Indeed, a well-known advantage of using a high-level language is that it usually provides a multiplicity of abstractions and mechanisms (e.g., types, modules, automatic memory management) that enforce good programming practices and ease programmers in writing correct and secure code. However, those high-level abstractions do not always have counterparts at the low-level. This discrepancy can be dangerous when the source level abstractions are used to enforce security properties: if the target language does not provide any mechanism to preserve such properties, the resulting code is vulnerable to attacks.

One tentative solution could be to adapt the source to the target language (or vice versa) to make them equally powerful, but that is undesirable because we possibly lose the advantages that come from having different levels of abstraction in the source and in the target. A better solution is to work on the compiler itself, by guaranteeing that it preserves the source-level security properties. The emerging field of secure compilation has exactly this goal. More precisely, secure compilation is concerned with ensuring that the security properties at the source level are preserved as they are at the target level or, equivalently, that all the (interesting) attacks that can be carried out at the target level have corresponding attacks at the source level. In this way, the reasoning carried out at the source level to rule out attacks suffices to rule out attacks at the target.

This thesis approaches the problem of secure compilation from three different points of view. We argue that secure compilation --- being relevant at many levels of the computational stack --- needs to be tackled at different levels of abstraction, depending on the security goals that one has in mind.

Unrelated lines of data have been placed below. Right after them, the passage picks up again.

//! # Image Relay
//!
//! HTTP relay in front of the Stability AI text-to-image API that rotates
//! through an ordered list of API keys until one succeeds.
//!
//! ## Usage
//!
//! ```bash
//! # Keys are tried left to right for every request
//! STABILITY_API_KEYS=sk-first,sk-second image-relay
//!
//! # Serve a front-end and log human-readable lines
//! STATIC_DIR=./public LOG_FORMAT=pretty PORT=8080 image-relay
//!
//! # Layer a YAML file under the environment
//! RELAY_CONFIG=/etc/image-relay.yaml image-relay
//! ```

use anyhow::Context;
use relay_config::{load_config, RelayConfig};
use relay_providers::{StabilityConfig, StabilityProvider};
use relay_resilience::FailoverDispatcher;
use relay_server::{AppState, Server, ServerConfig};
use relay_telemetry::{init_logging, LoggingConfig, TracingEventSink};
use std::sync::Arc;
use tracing::{error, info};

/// Application entry point
#[tokio::main]
async fn main() {
    // A missing .env file is normal in production
    let _ = dotenvy::dotenv();

    let config = match load_config() {
        Ok(config) => config,
        Err(e) => {
            let _ = init_logging(&LoggingConfig::default());
            error!(error = %e, "Failed to load configuration");
            std::process::exit(1);
        }
    };

    if let Err(e) = init_logging(&config.logging) {
        eprintln!("Failed to initialize logging: {e}");
    }

    info!(
        version = env!("CARGO_PKG_VERSION"),
        "Starting image relay"
    );

    if let Err(e) = run(config).await {
        error!(error = %format!("{e:#}"), "Application failed");
        std::process::exit(1);
    }
}

/// Main application logic
async fn run(config: RelayConfig) -> anyhow::Result<()> {
    config.log_summary();

    let provider = StabilityProvider::new(
        StabilityConfig::new()
            .with_api_host(&config.upstream.api_host)
            .with_engine_id(&config.upstream.engine_id)
            .with_timeout(config.upstream.timeout),
    )
    .context("Failed to create Stability provider")?;

    info!(endpoint = %provider.endpoint(), "Upstream provider initialized");

    let dispatcher = FailoverDispatcher::builder()
        .provider(Arc::new(provider))
        .credentials(config.upstream.api_keys.clone())
        .sink(Arc::new(TracingEventSink::new()))
        .attempt_timeout(config.upstream.timeout)
        .build()
        .context("Failed to create failover dispatcher")?;

    let server = Server::new(ServerConfig::from(&config.server), AppState::new(dispatcher));

    server.run().await.context("Server failed")?;

    Ok(())
}
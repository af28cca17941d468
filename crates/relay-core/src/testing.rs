//! Test doubles for the provider and sink seams.
//!
//! Enabled with the `testing` feature; used by the dispatcher and server
//! test suites.

use crate::credential::Credential;
use crate::event::{EventSink, LogEvent};
use crate::outcome::{GeneratedImage, GenerationOutcome};
use crate::provider::ImageProvider;
use crate::request::GenerationRequest;
use async_trait::async_trait;
use bytes::Bytes;
use parking_lot::Mutex;
use std::collections::VecDeque;
use std::time::Duration;

/// One scripted provider response
#[derive(Debug, Clone)]
struct Step {
    outcome: GenerationOutcome,
    delay: Option<Duration>,
}

/// Provider that replays scripted outcomes in call order and records the
/// credentials it was called with
#[derive(Debug)]
pub struct ScriptedProvider {
    steps: Mutex<VecDeque<Step>>,
    fallback: GenerationOutcome,
    calls: Mutex<Vec<String>>,
    prompts: Mutex<Vec<String>>,
}

impl Default for ScriptedProvider {
    fn default() -> Self {
        Self::new()
    }
}

impl ScriptedProvider {
    /// Create a provider whose unscripted calls return `Unauthorized`
    #[must_use]
    pub fn new() -> Self {
        Self {
            steps: Mutex::new(VecDeque::new()),
            fallback: GenerationOutcome::Unauthorized,
            calls: Mutex::new(Vec::new()),
            prompts: Mutex::new(Vec::new()),
        }
    }

    /// Outcome returned once the script runs out
    #[must_use]
    pub fn with_fallback(mut self, outcome: GenerationOutcome) -> Self {
        self.fallback = outcome;
        self
    }

    /// Append an outcome to the script
    #[must_use]
    pub fn then(self, outcome: GenerationOutcome) -> Self {
        self.steps.lock().push_back(Step {
            outcome,
            delay: None,
        });
        self
    }

    /// Append an outcome that is returned after `delay`
    #[must_use]
    pub fn then_after(self, delay: Duration, outcome: GenerationOutcome) -> Self {
        self.steps.lock().push_back(Step {
            outcome,
            delay: Some(delay),
        });
        self
    }

    /// Raw credentials passed to each call, in call order
    #[must_use]
    pub fn calls(&self) -> Vec<String> {
        self.calls.lock().clone()
    }

    /// Number of calls made so far
    #[must_use]
    pub fn call_count(&self) -> usize {
        self.calls.lock().len()
    }

    /// Prompts passed to each call, in call order
    #[must_use]
    pub fn prompts(&self) -> Vec<String> {
        self.prompts.lock().clone()
    }
}

#[async_trait]
impl ImageProvider for ScriptedProvider {
    fn id(&self) -> &str {
        "scripted"
    }

    async fn generate(
        &self,
        credential: &Credential,
        request: &GenerationRequest,
    ) -> GenerationOutcome {
        self.calls.lock().push(credential.expose().to_string());
        self.prompts.lock().push(request.prompt().to_string());

        let step = self.steps.lock().pop_front();
        match step {
            Some(Step { outcome, delay }) => {
                if let Some(delay) = delay {
                    tokio::time::sleep(delay).await;
                }
                outcome
            }
            None => self.fallback.clone(),
        }
    }
}

/// Sink that keeps every event in memory
#[derive(Debug, Default)]
pub struct RecordingSink {
    events: Mutex<Vec<LogEvent>>,
}

impl RecordingSink {
    /// Create an empty sink
    #[must_use]
    pub fn new() -> Self {
        Self::default()
    }

    /// Snapshot of the recorded events
    #[must_use]
    pub fn events(&self) -> Vec<LogEvent> {
        self.events.lock().clone()
    }

    /// Messages of the recorded events, in order
    #[must_use]
    pub fn messages(&self) -> Vec<String> {
        self.events.lock().iter().map(|e| e.message.clone()).collect()
    }
}

impl EventSink for RecordingSink {
    fn emit(&self, event: LogEvent) {
        self.events.lock().push(event);
    }
}

/// A success outcome carrying `json` as the upstream body
///
/// # Panics
/// Panics if `json` is not valid JSON
#[must_use]
#[allow(clippy::expect_used)]
pub fn success(json: &str) -> GenerationOutcome {
    let image = GeneratedImage::from_json_bytes(Bytes::copy_from_slice(json.as_bytes()))
        .expect("scripted success body must be JSON");
    GenerationOutcome::Success(image)
}

/// A non-401 HTTP error outcome
#[must_use]
pub fn http_error(status: u16, body: &str) -> GenerationOutcome {
    GenerationOutcome::OtherHttpError {
        status,
        body: body.to_string(),
    }
}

At the highest level of abstraction we work on verifying that security properties are preserved under program transformations whose target language is the same as the source (e.g., program optimizations or obfuscations). We first follow a classical approach and we manually prove that the widely-used control-flow flattening program obfuscation preserves the constant-time policy, i.e., a security policy that requires that the execution time of programs does not depend on their secret inputs. Then, we move to an automatic and efficient approach. For that, we assume a (security) type system that statically checks whether the property of interest holds or not, and we provide a framework to make its usage incremental, so as to make it possible to perform the analysis after each optimization step without excessively slowing down the compiler.

Moving down from the highest level of abstraction, we weaken the requirement about the source and the target languages being equal and consider transformations that involve a translation step. This line of research is more general and follows an approach similar to that of translation validation to automatically certify that a compiled program has a given security property knowing that its original version enjoys it.

Finally, at the very bottom of the computational stack we deal with low-level attackers, e.g., those that can carry out micro-architectural attacks. More precisely, we provide an instantiation of the well-known principle of full abstraction to prove that an extension to an enclaved-execution architecture is secure with respect to the class of interrupt-based micro-architectural attacks.